Exercise details:
Within the records, find every line that includes the word "scaled" and copy it.

※

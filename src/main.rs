// src/main.rs
use anyhow::{bail, Context, Result};
use serde::Serialize;
use std::path::{Path, PathBuf};
use swing_kinematics::phase::{phase_segments, PhaseSegment};
use swing_kinematics::pipeline::SwingMetrics;
use swing_kinematics::quality::QualityMetrics;
use swing_kinematics::{FeatureScaler, PipelineConfig, RecordedDetections, SwingPipeline, SwingWindow};

#[derive(Debug, Serialize)]
struct AnalysisReport {
    source: PathBuf,
    frames: usize,
    window: SwingWindow,
    used_full_clip: bool,
    scaled: bool,
    metrics: SwingMetrics,
    quality: QualityMetrics,
    interpolation_ratio: f32,
    phases: Vec<PhaseSegment>,
}

fn main() -> Result<()> {
    // Initialize logging
    tracing_subscriber::fmt::init();

    let mut args = std::env::args().skip(1);
    let Some(detections_path) = args.next().map(PathBuf::from) else {
        bail!("usage: swing_kinematics <detections.json> [config.json]");
    };

    let config = match args.next() {
        Some(path) => PipelineConfig::from_json(Path::new(&path))
            .with_context(|| format!("loading config {path}"))?,
        None => PipelineConfig::default(),
    };

    let recording = RecordedDetections::from_json(&detections_path)
        .with_context(|| format!("loading detections {}", detections_path.display()))?;
    let raw = recording.to_sequence(config.target_fps)?;

    let scaler_path = config.output.scaler_path();
    let mut pipeline = SwingPipeline::new(config)?;
    if scaler_path.exists() {
        let scaler = FeatureScaler::load(&scaler_path)
            .with_context(|| format!("loading scaler {}", scaler_path.display()))?;
        tracing::info!(path = %scaler_path.display(), "applying feature scaler");
        pipeline = pipeline.with_scaler(scaler);
    }

    let analysis = pipeline.analyze(&raw)?;
    let report = AnalysisReport {
        source: detections_path,
        frames: raw.num_frames(),
        window: analysis.window,
        used_full_clip: analysis.used_full_clip,
        scaled: analysis.scaled,
        metrics: analysis.metrics,
        interpolation_ratio: analysis.prepared.sequence.interpolation_ratio(),
        quality: analysis.prepared.quality,
        phases: phase_segments(&analysis.phases),
    };
    println!("{}", serde_json::to_string_pretty(&report)?);
    Ok(())
}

※

Exercise answer:
    scaled: bool,
        scaled: analysis.scaled,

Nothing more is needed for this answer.